Thank you so much in advance for any help 
M


----------



## professor waffle (Apr 23, 2005)

Hi M

Like you when I was first having tx IUI was never mentioned to me, I didn't even know it existed until I moved to a different PCT. Greater Manchester where I used to live only offered IVF & I was too old for that. When I moved to Portsmouth my new Cons mentioned IUI & then I found FF & another IF website & found out more on there.

It could just be that IVF is the only thing they offer although you say you're not eligible? Did they say why you aren't? 

You could have private IUI & the cost do vary greatly from clinic to clinic. I paid about £800-£1000 for the 1st one & probably nearer £1500 for the 2nd.

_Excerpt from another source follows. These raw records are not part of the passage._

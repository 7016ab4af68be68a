//! # CAGED Position Location
//!
//! Each of the five shapes owns:
//! - the anchor strings its root is read from
//! - a target fret window that picks *which* octave of the root to anchor on
//!
//! | Shape | Anchor strings | Window  |
//! |-------|----------------|---------|
//! | C     | A, B           | 1 - 5   |
//! | A     | A, G           | 3 - 7   |
//! | G     | low E, G       | 5 - 9   |
//! | E     | low E, high E  | 7 - 11  |
//! | D     | D, B           | 9 - 13  |
//!
//! A root recurs every 12 frets, so each anchor string has two candidates:
//! the lowest fret giving the root and the same note an octave up. The one
//! inside the window wins. If neither is inside, the one closer to the window
//! wins, ties going to the lower fret.

use std::fmt;
use std::str::FromStr;

use log::debug;
use serde::Serialize;

use crate::error::CagedError;
use crate::fretboard::{STANDARD_TUNING, STRING_COUNT};
use crate::pitch::{distance, PitchClass};

/// Root fret per string; `None` on strings the shape does not anchor on.
pub type RootFrets = [Option<u8>; STRING_COUNT];

#[derive(Debug, Clone, Copy, PartialEq, Eq, Hash, Serialize)]
pub enum CagedShape {
    C,
    A,
    G,
    E,
    D,
}

/// Inclusive fret range.
#[derive(Debug, Clone, Copy, PartialEq, Eq)]
pub struct FretWindow {
    pub low: u8,
    pub high: u8,
}

impl FretWindow {
    pub fn contains(&self, fret: u8) -> bool {
        (self.low..=self.high).contains(&fret)
    }

    /// Frets between `fret` and the nearest edge; 0 when inside.
    pub fn distance_to(&self, fret: u8) -> u8 {
        if fret < self.low {
            self.low - fret
        } else if fret > self.high {
            fret - self.high
        } else {
            0
        }
    }
}

impl CagedShape {
    /// In the order the shapes climb the neck for a C root.
    pub const ALL: [CagedShape; 5] = [
        CagedShape::C,
        CagedShape::A,
        CagedShape::G,
        CagedShape::E,
        CagedShape::D,
    ];

    pub fn anchor_strings(self) -> &'static [usize] {
        match self {
            CagedShape::C => &[1, 4],
            CagedShape::A => &[1, 3],
            CagedShape::G => &[0, 3],
            CagedShape::E => &[0, 5],
            CagedShape::D => &[2, 4],
        }
    }

    pub fn target_window(self) -> FretWindow {
        let (low, high) = match self {
            CagedShape::C => (1, 5),
            CagedShape::A => (3, 7),
            CagedShape::G => (5, 9),
            CagedShape::E => (7, 11),
            CagedShape::D => (9, 13),
        };
        FretWindow { low, high }
    }

    pub fn label(self) -> &'static str {
        match self {
            CagedShape::C => "C",
            CagedShape::A => "A",
            CagedShape::G => "G",
            CagedShape::E => "E",
            CagedShape::D => "D",
        }
    }
}

impl FromStr for CagedShape {
    type Err = CagedError;

    fn from_str(s: &str) -> Result<Self, Self::Err> {
        match s.trim() {
            "C" => Ok(CagedShape::C),
            "A" => Ok(CagedShape::A),
            "G" => Ok(CagedShape::G),
            "E" => Ok(CagedShape::E),
            "D" => Ok(CagedShape::D),
            _ => Err(CagedError::UnknownPosition(s.to_string())),
        }
    }
}

impl fmt::Display for CagedShape {
    fn fmt(&self, f: &mut fmt::Formatter<'_>) -> fmt::Result {
        f.write_str(self.label())
    }
}

/// Pick between the open-position root fret and its octave.
fn choose_octave(base: u8, window: FretWindow) -> u8 {
    let high = base + 12;
    if window.contains(base) {
        base
    } else if window.contains(high) {
        high
    } else if window.distance_to(base) <= window.distance_to(high) {
        base
    } else {
        high
    }
}

/// Root frets of `root` on the anchor strings of `shape`.
pub fn locate(root: PitchClass, shape: CagedShape) -> RootFrets {
    let window = shape.target_window();
    let mut root_frets: RootFrets = [None; STRING_COUNT];

    for &string in shape.anchor_strings() {
        let base = distance(STANDARD_TUNING[string], root);
        root_frets[string] = Some(choose_octave(base, window));
    }

    debug!("{} shape root frets for {}: {:?}", shape, root, root_frets);
    root_frets
}
//! HTTP plumbing shared by the adapter operations.
//!
//! Thin wrapper over `reqwest` that applies the crate's timeout and
//! User-Agent, maps status codes to the error taxonomy, and deserializes
//! JSON bodies. Each call is a single round trip.

use crate::error::{GiphyError, GiphyResult};
use reqwest::{Client, StatusCode};
use std::time::Duration;

const DEFAULT_TIMEOUT_SECS: u64 = 30;
const USER_AGENT: &str = "giphy-client/0.1";

pub struct HttpClient {
    client: Client,
}

impl HttpClient {
    pub fn new() -> GiphyResult<Self> {
        let client = Client::builder()
            .timeout(Duration::from_secs(DEFAULT_TIMEOUT_SECS))
            .user_agent(USER_AGENT)
            .build()
            .map_err(|e| {
                GiphyError::TransportError(format!("Failed to create HTTP client: {}", e))
            })?;

        Ok(Self { client })
    }

    /// Make a GET request and deserialize the JSON response body.
    pub async fn get<T>(&self, url: &str) -> GiphyResult<T>
    where
        T: serde::de::DeserializeOwned,
    {
        let response = self
            .client
            .get(url)
            .header("Accept", "application/json")
            .send()
            .await?;

        handle_response_status(response.status())?;

        let response_text = response.text().await.map_err(|e| {
            GiphyError::TransportError(format!("Failed to read Giphy response: {}", e))
        })?;

        serde_json::from_str(&response_text).map_err(|e| {
            GiphyError::ResponseFormatError(format!(
                "Failed to parse Giphy response: {}. Response: {}",
                e,
                if response_text.len() > 200 {
                    format!("{}...", &response_text[..200])
                } else {
                    response_text
                }
            ))
        })
    }
}

/// Map HTTP status codes to the error taxonomy consistently.
pub fn handle_response_status(status: StatusCode) -> GiphyResult<()> {
    match status {
        StatusCode::OK => Ok(()),
        StatusCode::UNAUTHORIZED | StatusCode::FORBIDDEN => Err(GiphyError::AuthError(
            "Giphy rejected the API key".to_string(),
        )),
        StatusCode::NOT_FOUND => Err(GiphyError::NotFound("Resource not found".to_string())),
        StatusCode::BAD_REQUEST => Err(GiphyError::ApiError(
            "Bad request to Giphy API".to_string(),
        )),
        StatusCode::INTERNAL_SERVER_ERROR
        | StatusCode::SERVICE_UNAVAILABLE
        | StatusCode::BAD_GATEWAY
        | StatusCode::GATEWAY_TIMEOUT => {
            Err(GiphyError::ApiError("Giphy service unavailable".to_string()))
        }
        _ => Err(GiphyError::ApiError(format!(
            "Unexpected status code from Giphy: {}",
            status
        ))),
    }
}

It is less invasive & gentler on the system BUT the success rates aren't as good as IVF, plus if there is a problem with egg quality or fertilisation then you wouldn't know but with IVF they can see what is going on in the dish.

I think it would be worth asking why IUI hasn't been mentioned, if there are no strong medical reasons it can be worth a go & as you can see from my sig it can work.

Gx


----------



## diddyskipper (Oct 13, 2008)

Hi G,
Thanks for that.  I spoke to the fertility nurse this morning to see if we could make an appt to see the consultant and she advised that he may only have talked about IVF as it does have a greater success rate and wanted to give us a better chance. She said that he would have referred us for IVF first to see if we can get funding, and then if not then discuss alternatives.  We are not eligible for funding for IVF due to DP having child from previous (don't get me started on that as I am sore from crying my eyes out last night, as we lost our appeal yesterday!)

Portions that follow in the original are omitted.